▶ [Problem details]
After locating the line that contains "row.push_bind(self.customer_id)" in the data below, set down exactly that line and each one after it through the line that contains "for chunk in", and nothing more.

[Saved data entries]
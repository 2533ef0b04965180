//! Transactional seeding of the dashboard tables.

use futures::{StreamExt, TryStreamExt, stream};
use serde::Serialize;
use sqlx::{PgConnection, PgPool, Postgres, QueryBuilder, query_builder::Separated};
use tracing::{error, info};
use uuid::Uuid;

use crate::{
    config::SeedConfig,
    db::schema,
    error::SeedError,
    fixture::SeedDataset,
    models::{Customer, Invoice, RevenueRecord, User},
    password::hash_password,
};

/// Rows actually inserted per table. Rows skipped on conflict are not counted.
#[derive(Debug, Clone, Copy, Default, PartialEq, Eq, Serialize)]
pub struct SeedReport {
    pub users: u64,
    pub customers: u64,
    pub invoices: u64,
    pub revenue: u64,
}

impl SeedReport {
    pub fn total(&self) -> u64 {
        self.users + self.customers + self.invoices + self.revenue
    }
}

/// A user whose password has already been replaced by its hash.
struct HashedUser {
    id: Uuid,
    name: String,
    email: String,
    password_hash: String,
}

/// Key of the transaction-scoped advisory lock that serializes seed runs.
const SEED_LOCK_KEY: i64 = 0x5EED_DA7A;

/// Loads a [`SeedDataset`] into the database inside a single transaction.
///
/// Each call to [`Seeder::run`] checks out its own connection from the pool and
/// gives it back on every exit path. Runs sharing a database take an advisory
/// lock first, so concurrent calls queue up instead of racing on the DDL.
#[derive(Clone)]
pub struct Seeder {
    pool: PgPool,
    dataset: SeedDataset,
    config: SeedConfig,
}

impl Seeder {
    /// Creates a seeder with an empty dataset and the default configuration.
    pub fn new(pool: PgPool) -> Self {
        Self {
            pool,
            dataset: SeedDataset::default(),
            config: SeedConfig::default(),
        }
    }

    pub fn with_dataset(mut self, dataset: SeedDataset) -> Self {
        self.dataset = dataset;
        self
    }

    pub fn with_config(mut self, config: SeedConfig) -> Self {
        self.config = config;
        self
    }

    pub fn dataset(&self) -> &SeedDataset {
        &self.dataset
    }

    pub fn config(&self) -> &SeedConfig {
        &self.config
    }

    /// Runs the whole seed under the configured deadline.
    ///
    /// Either every table step succeeds and the transaction commits, or the
    /// transaction is rolled back and the first error is returned. On timeout
    /// the in-flight transaction is dropped, which rolls it back.
    pub async fn run(&self) -> Result<SeedReport, SeedError> {
        let deadline = self.config.timeout;
        match tokio::time::timeout(deadline, self.run_in_transaction()).await {
            Ok(result) => result,
            Err(_) => {
                error!("Seeding timed out after {deadline:?}");
                Err(SeedError::Timeout(deadline))
            }
        }
    }

    async fn run_in_transaction(&self) -> Result<SeedReport, SeedError> {
        let mut tx = self.pool.begin().await?;

        let outcome = match acquire_seed_lock(&mut tx).await {
            Ok(()) => self.seed_all(&mut tx).await,
            Err(err) => Err(err),
        };

        match outcome {
            Ok(report) => {
                tx.commit().await?;
                info!(
                    users = report.users,
                    customers = report.customers,
                    invoices = report.invoices,
                    revenue = report.revenue,
                    "Seed committed"
                );
                Ok(report)
            }
            Err(err) => {
                error!("Seeding failed, rolling back: {err}");
                if let Err(rollback_err) = tx.rollback().await {
                    error!("Rollback failed: {rollback_err}");
                }
                Err(err)
            }
        }
    }

    /// Table steps run strictly in order on the same connection.
    async fn seed_all(&self, conn: &mut PgConnection) -> Result<SeedReport, SeedError> {
        let users = self.seed_users(conn, &self.dataset.users).await?;
        let customers = self.seed_customers(conn, &self.dataset.customers).await?;
        let invoices = self.seed_invoices(conn, &self.dataset.invoices).await?;
        let revenue = self.seed_revenue(conn, &self.dataset.revenue).await?;

        Ok(SeedReport {
            users,
            customers,
            invoices,
            revenue,
        })
    }

    /// Creates `users` if needed and inserts `users`, skipping existing ids.
    ///
    /// Passwords are hashed on the blocking pool, at most `max_concurrency` at
    /// a time; the plaintext never reaches the database.
    pub async fn seed_users(
        &self,
        conn: &mut PgConnection,
        users: &[User],
    ) -> Result<u64, SeedError> {
        info!("Seeding {} users...", users.len());

        schema::ensure_uuid_extension(conn).await?;
        schema::ensure_users_table(conn).await?;

        let cost = self.config.hash_cost;
        let hashed: Vec<HashedUser> = stream::iter(users.iter().cloned())
            .map(|user| async move {
                let User {
                    id,
                    name,
                    email,
                    password,
                } = user;
                let password_hash =
                    tokio::task::spawn_blocking(move || hash_password(&password, cost)).await??;
                Ok::<_, SeedError>(HashedUser {
                    id,
                    name,
                    email,
                    password_hash,
                })
            })
            .buffer_unordered(self.config.max_concurrency.max(1))
            .try_collect()
            .await?;

        let inserted = insert_batches(
            conn,
            "INSERT INTO users (id, name, email, password) ",
            " ON CONFLICT (id) DO NOTHING",
            &hashed,
            self.config.batch_size,
        )
        .await?;

        info!("Seeded {inserted} of {} users", users.len());
        Ok(inserted)
    }

    /// Creates `customers` if needed and inserts `customers`, skipping existing ids.
    pub async fn seed_customers(
        &self,
        conn: &mut PgConnection,
        customers: &[Customer],
    ) -> Result<u64, SeedError> {
        info!("Seeding {} customers...", customers.len());

        schema::ensure_uuid_extension(conn).await?;
        schema::ensure_customers_table(conn).await?;

        let inserted = insert_batches(
            conn,
            "INSERT INTO customers (id, name, email, image_url) ",
            " ON CONFLICT (id) DO NOTHING",
            customers,
            self.config.batch_size,
        )
        .await?;

        info!("Seeded {inserted} of {} customers", customers.len());
        Ok(inserted)
    }

    /// Creates `invoices` if needed and inserts `invoices`.
    ///
    /// Invoice ids are generated by the database, so the conflict clause never
    /// fires for seed rows: every run adds a fresh copy of each invoice.
    pub async fn seed_invoices(
        &self,
        conn: &mut PgConnection,
        invoices: &[Invoice],
    ) -> Result<u64, SeedError> {
        info!("Seeding {} invoices...", invoices.len());

        schema::ensure_uuid_extension(conn).await?;
        schema::ensure_invoices_table(conn).await?;

        let inserted = insert_batches(
            conn,
            "INSERT INTO invoices (customer_id, amount, status, date) ",
            " ON CONFLICT (id) DO NOTHING",
            invoices,
            self.config.batch_size,
        )
        .await?;

        info!("Seeded {inserted} of {} invoices", invoices.len());
        Ok(inserted)
    }

    /// Creates `revenue` if needed and inserts `revenue`, skipping existing months.
    pub async fn seed_revenue(
        &self,
        conn: &mut PgConnection,
        revenue: &[RevenueRecord],
    ) -> Result<u64, SeedError> {
        info!("Seeding {} revenue months...", revenue.len());

        schema::ensure_revenue_table(conn).await?;

        let inserted = insert_batches(
            conn,
            "INSERT INTO revenue (month, revenue) ",
            " ON CONFLICT (month) DO NOTHING",
            revenue,
            self.config.batch_size,
        )
        .await?;

        info!("Seeded {inserted} of {} revenue months", revenue.len());
        Ok(inserted)
    }
}

/// Blocks until no other seed transaction holds the lock. Released on commit
/// or rollback.
async fn acquire_seed_lock(conn: &mut PgConnection) -> Result<(), SeedError> {
    sqlx::query("SELECT pg_advisory_xact_lock($1)")
        .bind(SEED_LOCK_KEY)
        .execute(&mut *conn)
        .await?;
    Ok(())
}

/// A record that can be written as one row of a multi-row INSERT.
trait InsertRow {
    fn push_row<'a>(&'a self, row: Separated<'_, 'a, Postgres, &'static str>);
}

impl InsertRow for HashedUser {
    fn push_row<'a>(&'a self, mut row: Separated<'_, 'a, Postgres, &'static str>) {
        row.push_bind(self.id)
            .push_bind(&self.name)
            .push_bind(&self.email)
            .push_bind(&self.password_hash);
    }
}

impl InsertRow for Customer {
    fn push_row<'a>(&'a self, mut row: Separated<'_, 'a, Postgres, &'static str>) {
        row.push_bind(self.id)
            .push_bind(&self.name)
            .push_bind(&self.email)
            .push_bind(&self.image_url);
    }
}

impl InsertRow for Invoice {
    fn push_row<'a>(&'a self, mut row: Separated<'_, 'a, Postgres, &'static str>) {
        row.push_bind(self.customer_id)
            .push_bind(self.amount)
            .push_bind(self.status.as_str())
            .push_bind(self.date);
    }
}

impl InsertRow for RevenueRecord {
    fn push_row<'a>(&'a self, mut row: Separated<'_, 'a, Postgres, &'static str>) {
        row.push_bind(&self.month).push_bind(self.revenue);
    }
}

/// Writes `rows` as multi-row INSERTs of at most `batch_size` rows each and
/// returns the number of rows the database actually inserted.
async fn insert_batches<T: InsertRow>(
    conn: &mut PgConnection,
    insert: &str,
    on_conflict: &str,
    rows: &[T],
    batch_size: usize,
) -> Result<u64, SeedError> {
    let mut inserted = 0;

    for chunk in rows.chunks(batch_size.max(1)) {
        let mut qb: QueryBuilder<'_, Postgres> = QueryBuilder::new(insert);
        qb.push_values(chunk, |row, item| item.push_row(row));
        qb.push(on_conflict);

        inserted += qb.build().execute(&mut *conn).await?.rows_affected();
    }

    Ok(inserted)
}

#[cfg(test)]
mod tests {
    use super::*;

    #[test]
    fn test_report_total() {
        let report = SeedReport {
            users: 1,
            customers: 10,
            invoices: 15,
            revenue: 12,
        };
        assert_eq!(report.total(), 38);
        assert_eq!(SeedReport::default().total(), 0);
    }

    #[tokio::test]
    async fn test_seeder_keeps_dataset_and_config() {
        let pool = sqlx::postgres::PgPoolOptions::new()
            .connect_lazy("postgres://nobody@localhost:1/none")
            .unwrap();
        let config = SeedConfig {
            batch_size: 3,
            ..Default::default()
        };

        let seeder = Seeder::new(pool)
            .with_dataset(SeedDataset::placeholder().unwrap())
            .with_config(config);

        assert_eq!(seeder.config().batch_size, 3);
        assert_eq!(seeder.dataset().revenue.len(), 12);
    }

    #[tokio::test]
    async fn test_new_seeder_starts_empty() {
        let pool = sqlx::postgres::PgPoolOptions::new()
            .connect_lazy("postgres://nobody@localhost:1/none")
            .unwrap();

        let seeder = Seeder::new(pool);

        assert!(seeder.dataset().is_empty());
        assert_eq!(seeder.config().batch_size, SeedConfig::default().batch_size);
    }
}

▶ [Solution to this problem]
        row.push_bind(self.customer_id)
            .push_bind(self.amount)
            .push_bind(self.status.as_str())
            .push_bind(self.date);
    }
}

impl InsertRow for RevenueRecord {
    fn push_row<'a>(&'a self, mut row: Separated<'_, 'a, Postgres, &'static str>) {
        row.push_bind(&self.month).push_bind(self.revenue);
    }
}

/// Writes `rows` as multi-row INSERTs of at most `batch_size` rows each and
/// returns the number of rows the database actually inserted.
async fn insert_batches<T: InsertRow>(
    conn: &mut PgConnection,
    insert: &str,
    on_conflict: &str,
    rows: &[T],
    batch_size: usize,
) -> Result<u64, SeedError> {
    let mut inserted = 0;

    for chunk in rows.chunks(batch_size.max(1)) {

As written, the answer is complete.